Anyway. Running. Bouncing. Springy star jumps. You name it, I did it yesterday. Ooch. Ouch.

Lovely bf was surprisingly keen on the purchase of said rebounder. Strangely, I do not think he was considering my knees during its evening demonstration.

I quote:

‘Just wait ’til the webcam’s up and running. This thing’s gonna make me a fortune.’

When I am less achey, I shall catch him and kill him.

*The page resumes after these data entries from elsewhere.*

//! Move-log text
//!
//! Short algebraic-style text for committed moves. The text is descriptive
//! only; the engine never parses it back.
//!
//! - `Nf3`, `e4` - piece letter (none for pawns) and destination
//! - `Bxe5`, `exd6` - `x` on captures; pawn captures name the origin file
//! - `O-O`, `O-O-O` - castles
//! - `e8=Q` - promotion suffix, appended once the choice is made
//! - `Qxf7#` - checkmate suffix, appended when the mate is detected

use crate::board::AppliedMove;
use crate::types::*;

pub const CHECKMATE_SUFFIX: char = '#';

/// Short algebraic text of a played move, without number or suffixes
pub fn move_text(applied: &AppliedMove) -> String {
    let mv = &applied.mv;
    match applied.category {
        MoveCategory::ShortCastle => return "O-O".to_string(),
        MoveCategory::LongCastle => return "O-O-O".to_string(),
        MoveCategory::Normal | MoveCategory::EnPassant => {}
    }

    let capture = applied.captured.is_some();
    let mut text = String::new();
    match mv.piece.kind {
        PieceType::Pawn if capture => text.push(mv.from.file_char()),
        PieceType::Pawn => {}
        kind => text.push(kind.letter()),
    }
    if capture {
        text.push('x');
    }
    text.push_str(&mv.to.to_string());
    text
}

/// Numbered log entry: `"3. Nf3"` for White, `"3... Nf6"` for Black
pub fn log_text(full_move: u32, color: Color, applied: &AppliedMove) -> String {
    let dots = match color {
        Color::White => ".",
        Color::Black => "...",
    };
    format!("{full_move}{dots} {}", move_text(applied))
}

pub fn promotion_suffix(kind: PieceType) -> String {
    format!("={}", kind.letter())
}
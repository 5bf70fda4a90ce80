//! Error types for chess engine
//!
//! Rule violations during play are never errors: an illegal move intent is
//! answered with [`crate::types::StepResult::Still`]. The variants here cover
//! malformed caller input (square text, promotion keys), invalid game
//! configuration, and commits that no longer match the board.

use thiserror::Error;

/// Errors that can occur in the chess engine
#[derive(Error, Debug, Clone, PartialEq, Eq)]
pub enum ChessEngineError {
    /// Square text that is not `<file letter><rank number>`
    #[error("Invalid square notation: {text:?}")]
    InvalidSquare { text: String },

    /// Square outside the N×N board
    #[error("Square ({file}, {rank}) is outside a {size}x{size} board")]
    SquareOutOfBounds { file: u8, rank: u8, size: u8 },

    /// No piece at source square
    #[error("No piece at source square {square}")]
    NoPieceAtSquare { square: String },

    /// Both players were configured with the same color
    #[error("Both players share the color {color}")]
    SameColorPlayers { color: String },

    /// Promotion key outside the active keymap
    #[error("Unknown promotion key {key:?}")]
    UnknownPromotion { key: char },

    /// Declared start or end piece does not match the board
    #[error("Move {from}-{to} does not match the current board")]
    StaleMove { from: String, to: String },

    /// Board size the default layout cannot be placed on
    #[error("Unsupported board size {size} (expected 8 to 26)")]
    UnsupportedBoardSize { size: u8 },

    /// Rule parameter that would make every game end at once
    #[error("Invalid rules config: {reason}")]
    InvalidRulesConfig { reason: String },
}

/// Result type alias for chess engine operations
pub type ChessEngineResult<T> = Result<T, ChessEngineError>;
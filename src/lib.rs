pub mod core;
pub mod game;
pub mod input;

pub use game::{Referee, Transcript};
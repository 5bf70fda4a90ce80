//! Bishop move generation
//!
//! Bishops slide along diagonals until blocked.

use super::sliding;
use crate::board::Board;
use crate::types::*;

pub(super) fn can_move(board: &Board, piece: &Piece, target: Square) -> Option<MoveCategory> {
    (sliding::is_diagonal(piece.position, target)
        && sliding::is_path_clear(board, piece.position, target))
    .then_some(MoveCategory::Normal)
}
use std::fs;
use std::path::PathBuf;

use anyhow::{bail, Context, Result};
use clap::{Parser, Subcommand};
use tracing::info;

use chess_referee::core::{
    default_settings_path, init_logging, load_settings, save_settings, RefereeSettings,
};
use chess_referee::input::{parse_move_list, MoveInput};
use chess_referee::Referee;

#[derive(Parser)]
#[command(name = "chess_referee", version, about = "Referee chess games from move lists")]
struct Cli {
    /// Settings file (defaults to settings.json in the user config directory)
    #[arg(long, global = true)]
    settings: Option<PathBuf>,

    #[command(subcommand)]
    command: Commands,
}

#[derive(Subcommand)]
enum Commands {
    /// Play a game and print the move log and result
    Play {
        /// Moves in coordinate notation, e.g. e2e4 e7e5 g1f3
        moves: Vec<String>,
        /// Read moves from a file instead (one or more per line, # comments)
        #[arg(long, conflicts_with = "moves")]
        file: Option<PathBuf>,
        /// Print the transcript as JSON
        #[arg(long)]
        json: bool,
    },
    /// List the legal moves after the given moves
    Legal {
        moves: Vec<String>,
    },
    /// Write the default settings file
    InitSettings {
        /// Target path (defaults to the user config directory)
        path: Option<PathBuf>,
    },
}

fn main() -> Result<()> {
    let cli = Cli::parse();
    let settings = load_settings(cli.settings.as_deref());
    init_logging(&settings.log_filter)?;

    match cli.command {
        Commands::Play { moves, file, json } => {
            let text = match file {
                Some(path) => fs::read_to_string(&path)
                    .with_context(|| format!("reading moves from {}", path.display()))?,
                None => moves.join(" "),
            };
            let inputs = parse_inputs(&text, &settings)?;
            let mut referee = Referee::new(&settings)?;
            let transcript = referee.play(&inputs);

            if json {
                println!("{}", serde_json::to_string_pretty(&transcript)?);
            } else {
                for line in &transcript.moves {
                    println!("{line}");
                }
                if let Some(rejected) = &transcript.rejected {
                    println!("Illegal move #{}: {}", rejected.index + 1, rejected.text);
                }
                println!("{}", transcript.result);
            }
            if transcript.rejected.is_some() {
                std::process::exit(2);
            }
        }
        Commands::Legal { moves } => {
            let inputs = parse_inputs(&moves.join(" "), &settings)?;
            let mut referee = Referee::new(&settings)?;
            let transcript = referee.play(&inputs);
            if let Some(rejected) = transcript.rejected {
                bail!("move #{} ({}) is illegal", rejected.index + 1, rejected.text);
            }
            for mv in referee.legal_moves() {
                println!("{mv}");
            }
        }
        Commands::InitSettings { path } => {
            let path = path.or(cli.settings).unwrap_or_else(default_settings_path);
            save_settings(&RefereeSettings::default(), &path)?;
            info!("[SETTINGS] Default settings written");
            println!("{}", path.display());
        }
    }

    Ok(())
}

fn parse_inputs(text: &str, settings: &RefereeSettings) -> Result<Vec<MoveInput>> {
    Ok(parse_move_list(text, &settings.promotion_keys)?)
}
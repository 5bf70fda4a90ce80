//! Player state
//!
//! Each player owns the pieces it has captured. A capture moves the piece
//! value out of the board and onto the capturer's list; undo moves it back.
//!
//! # Material
//!
//! `material_captured` is the running sum of the captured pieces' values
//! (pawn 1, knight/bishop 3, rook 5, queen 9). It always equals the sum over
//! `captured`.

use serde::{Deserialize, Serialize};

use crate::types::{Color, Piece, Square};

/// One side of a game
#[derive(Debug, Clone, PartialEq, Eq, Serialize, Deserialize)]
pub struct Player {
    color: Color,
    material_captured: u32,
    captured: Vec<Piece>,
    /// Square picked by an input layer, not used by the rules
    selected: Option<Square>,
}

impl Player {
    pub fn new(color: Color) -> Self {
        Self {
            color,
            material_captured: 0,
            captured: Vec::new(),
            selected: None,
        }
    }

    pub fn color(&self) -> Color {
        self.color
    }

    pub fn material_captured(&self) -> u32 {
        self.material_captured
    }

    /// Captured pieces, oldest first
    pub fn captured(&self) -> &[Piece] {
        &self.captured
    }

    pub fn selected(&self) -> Option<Square> {
        self.selected
    }

    pub fn select(&mut self, square: Square) {
        self.selected = Some(square);
    }

    pub fn clear_selection(&mut self) {
        self.selected = None;
    }

    pub(crate) fn add_capture(&mut self, piece: Piece) {
        self.material_captured += piece.value();
        self.captured.push(piece);
    }

    /// Hand back the most recent capture, e.g. when it is undone
    pub(crate) fn return_capture(&mut self) -> Option<Piece> {
        let piece = self.captured.pop()?;
        self.material_captured -= piece.value();
        Some(piece)
    }

    pub(crate) fn reset(&mut self) {
        self.material_captured = 0;
        self.captured.clear();
        self.selected = None;
    }
}

#[cfg(test)]
mod tests {
    use super::*;
    use crate::types::PieceType;

    #[test]
    fn test_capture_and_return() {
        let mut player = Player::new(Color::White);
        let rook = Piece::new(PieceType::Rook, Color::Black, Square::new(1, 8));
        let pawn = Piece::new(PieceType::Pawn, Color::Black, Square::new(4, 5));

        player.add_capture(rook);
        player.add_capture(pawn);
        assert_eq!(player.material_captured(), 6);
        assert_eq!(player.captured().len(), 2);

        assert_eq!(player.return_capture(), Some(pawn), "last capture comes back first");
        assert_eq!(player.material_captured(), 5);
    }

    #[test]
    fn test_return_capture_on_empty_list() {
        let mut player = Player::new(Color::Black);
        assert_eq!(player.return_capture(), None);
        assert_eq!(player.material_captured(), 0);
    }

    #[test]
    fn test_selection() {
        let mut player = Player::new(Color::White);
        player.select(Square::new(5, 2));
        assert_eq!(player.selected(), Some(Square::new(5, 2)));
        player.reset();
        assert_eq!(player.selected(), None);
    }
}
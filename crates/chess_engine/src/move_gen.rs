//! Move rule generator
//!
//! Answers "can this piece reach square X, and as what kind of move?" for
//! each of the six piece types. Everything here is a pure function of the
//! board plus the immediately preceding move (needed only for en passant);
//! nothing is mutated and king safety is not considered. See
//! [`crate::legality`] for the step that turns reachability into legality.
//!
//! ## Shared rules
//!
//! - A piece never moves onto a square held by its own color
//! - A piece never "moves" to its own square or off the board
//! - Sliding pieces stop at the first occupied square in a direction
//!
//! ## Module Structure
//!
//! - `pawn` - pushes, double step, captures, en passant
//! - `knight` - L-shaped jumps
//! - `sliding` - line geometry and path clearance shared by `rook`, `bishop`, `queen`
//! - `king` - single steps and castling
//! - `attack` - square-attack tests used for castling transit squares

pub mod attack;
mod bishop;
mod king;
mod knight;
mod pawn;
mod queen;
mod rook;
mod sliding;

#[cfg(test)]
mod tests;

pub use attack::is_square_attacked;

use crate::board::Board;
use crate::types::*;

/// Whether `piece` can reach `target`, and as which category of move
///
/// `piece.position` is taken as the piece's square. `last_move` is the move
/// committed on the previous ply, if any.
pub fn can_move(
    board: &Board,
    piece: &Piece,
    target: Square,
    last_move: Option<&Move>,
) -> Option<MoveCategory> {
    if !board.contains(target) || target == piece.position {
        return None;
    }

    // Can't capture your own pieces
    if let Some(occupant) = board.get(target) {
        if occupant.color == piece.color {
            return None;
        }
    }

    match piece.kind {
        PieceType::Pawn => pawn::can_move(board, piece, target, last_move),
        PieceType::Knight => knight::can_move(piece, target),
        PieceType::Bishop => bishop::can_move(board, piece, target),
        PieceType::Rook => rook::can_move(board, piece, target),
        PieceType::Queen => queen::can_move(board, piece, target),
        PieceType::King => king::can_move(board, piece, target),
    }
}

/// Every square `piece` can reach, with the move category, ignoring king safety
pub fn reachable(
    board: &Board,
    piece: &Piece,
    last_move: Option<&Move>,
) -> Vec<(Square, MoveCategory)> {
    board
        .squares()
        .filter_map(|square| can_move(board, piece, square, last_move).map(|cat| (square, cat)))
        .collect()
}

/// Squares the piece "sees": normal and en passant destinations, no castles
///
/// Meant for move hints in a presentation layer.
pub fn vision(board: &Board, piece: &Piece, last_move: Option<&Move>) -> Vec<Square> {
    reachable(board, piece, last_move)
        .into_iter()
        .filter(|(_, cat)| matches!(cat, MoveCategory::Normal | MoveCategory::EnPassant))
        .map(|(square, _)| square)
        .collect()
}
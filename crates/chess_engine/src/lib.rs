//! Chess rules engine
//!
//! Move legality, special moves (en passant, castling, promotion), a
//! turn-based game state machine with undo, and detection of checkmate,
//! stalemate and the draw rules. The engine draws nothing and reads no
//! input devices; presentation layers feed it [`MoveIntent`]s and
//! [`PromotionChoice`]s and read back the board, [`StepResult`]s and
//! [`Outcome`]s.
//!
//! ## Module Structure
//!
//! - `board` - Position store: square → piece arena, apply/revert
//! - `move_gen` - Per-piece reachability rules
//! - `legality` - King-safety check by simulate/inspect/revert
//! - `api` - [`Game`] lifecycle, step protocol, undo and terminal evaluation
//! - `hash` - Position fingerprints for repetition
//! - `notation` - Move-log text
//!
//! ## Example
//!
//! ```
//! use chess_engine::{Game, MoveIntent, Outcome, Square, StepResult};
//!
//! let mut game = Game::new();
//! game.start().unwrap();
//! for (from, to) in [("f2", "f3"), ("e7", "e5"), ("g2", "g4"), ("d8", "h4")] {
//!     let intent = MoveIntent::new(from.parse().unwrap(), to.parse::<Square>().unwrap());
//!     assert_eq!(game.play_move(intent), StepResult::TurnPassed);
//! }
//! assert_eq!(game.evaluate(), Outcome::BlackWinsCheckmate);
//! ```

pub mod api;
pub mod board;
pub mod config;
pub mod constants;
pub mod error;
pub mod hash;
pub mod legality;
pub mod move_gen;
pub mod notation;
pub mod player;
pub mod types;

pub use api::{Game, LogEntry, Outcome};
pub use board::{AppliedMove, Board};
pub use config::RulesConfig;
pub use error::{ChessEngineError, ChessEngineResult};
pub use hash::Fingerprint;
pub use player::Player;
pub use types::*;
//! Text move intents
//!
//! Coordinate notation as typed by a user or stored in a move file:
//! `e2e4`, `e2-e4`, or `e7e8q` with a trailing promotion key. Anything after
//! `#` on a line is a comment.

use chess_engine::{MoveIntent, PromotionChoice, Square};

use super::keys::PromotionKeymap;
use crate::core::{CoreError, CoreResult};

/// One parsed line of move input
#[derive(Debug, Clone, Copy, PartialEq, Eq)]
pub struct MoveInput {
    pub intent: MoveIntent,
    pub promotion: Option<PromotionChoice>,
}

/// Parse a single move such as `"g1f3"`, `"e2-e4"` or `"b7b8n"`
pub fn parse_move(text: &str, keys: &PromotionKeymap) -> CoreResult<MoveInput> {
    let invalid = |reason: &str| CoreError::MoveText {
        text: text.to_string(),
        reason: reason.to_string(),
    };

    let compact: String = text.trim().chars().filter(|c| *c != '-').collect();
    let split = square_end(&compact, 0).ok_or_else(|| invalid("missing start square"))?;
    let end = square_end(&compact, split).ok_or_else(|| invalid("missing end square"))?;

    let from: Square = compact[..split].parse()?;
    let to: Square = compact[split..end].parse()?;

    let mut rest = compact[end..].chars();
    let promotion = match (rest.next(), rest.next()) {
        (None, _) => None,
        (Some(key), None) => Some(keys.choice_for(key)?),
        (Some(_), Some(_)) => return Err(invalid("trailing characters")),
    };

    Ok(MoveInput {
        intent: MoveIntent::new(from, to),
        promotion,
    })
}

/// Byte offset just past a `<letter><digits>` square starting at `start`
fn square_end(text: &str, start: usize) -> Option<usize> {
    let bytes = text.as_bytes();
    if !bytes.get(start)?.is_ascii_alphabetic() {
        return None;
    }
    let digits = bytes[start + 1..]
        .iter()
        .take_while(|b| b.is_ascii_digit())
        .count();
    (digits > 0).then_some(start + 1 + digits)
}

/// Parse a move list: whitespace-separated moves, `#` starts a comment
pub fn parse_move_list(text: &str, keys: &PromotionKeymap) -> CoreResult<Vec<MoveInput>> {
    text.lines()
        .map(|line| line.split('#').next().unwrap_or(""))
        .flat_map(str::split_whitespace)
        .map(|token| parse_move(token, keys))
        .collect()
}
//! Attack detection
//!
//! A square is attacked when an enemy piece could capture on it. This differs
//! from reachability in two places: pawns attack only diagonally (a forward
//! push never attacks), and kings attack only adjacent squares (castling never
//! attacks). Castling uses this to test the king's start, transit and landing
//! squares, which are mostly empty and so cannot be tested with capture-style
//! reachability.

use super::{knight, sliding};
use crate::board::Board;
use crate::types::*;

/// Whether any piece of `by_color` attacks `square`
pub fn is_square_attacked(board: &Board, square: Square, by_color: Color) -> bool {
    board
        .pieces_of(by_color)
        .any(|piece| attacks(board, piece, square))
}

/// Whether `piece` attacks `target`, regardless of what stands on it
pub fn attacks(board: &Board, piece: &Piece, target: Square) -> bool {
    if piece.position == target {
        return false;
    }
    let from = piece.position;
    match piece.kind {
        PieceType::Pawn => {
            let (file_delta, rank_delta) = from.delta(target);
            file_delta.abs() == 1 && rank_delta == piece.color.forward()
        }
        PieceType::King => {
            let (file_dist, rank_dist) = from.abs_distance(target);
            file_dist <= 1 && rank_dist <= 1
        }
        PieceType::Knight => knight::can_move(piece, target).is_some(),
        PieceType::Rook => {
            sliding::is_orthogonal(from, target) && sliding::is_path_clear(board, from, target)
        }
        PieceType::Bishop => {
            sliding::is_diagonal(from, target) && sliding::is_path_clear(board, from, target)
        }
        PieceType::Queen => {
            (sliding::is_orthogonal(from, target) || sliding::is_diagonal(from, target))
                && sliding::is_path_clear(board, from, target)
        }
    }
}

Thinking Thin Thoughts April 11, 2007

Posted by Jen in : Dieting Misery, Journal , 4 comments

This is it. I mean it this time. I’ve been on diets. I’ve lost weight. I know it works. I have also made the amazing discovery that if I don’t exercise and eat too much and/or drink too much, I will get fat again.

I am now fat again. Bugger. How did that happen? Oh.  Sigh.

Calorie-counting
Patrick Holford’s fat-burner diet
Eating only chicken and eggs - a crazy idea from a 1970s book my mother found at a jumble sale

I’ve tried them all. And, actually, they all work. Eat less, move about more. Doesn’t take a genius.

Oddly, I don’t think blogging burns many calories. Must get off arse.

I am going for a run. Really. The negative self-loathing part of me is in hysterics: Going out in public? In Lycra? Ha ha ha ha haaaaaar, can I watch?

Thinking thin, thinking thin. Not thinking about naughty food at all.

Raaaaah!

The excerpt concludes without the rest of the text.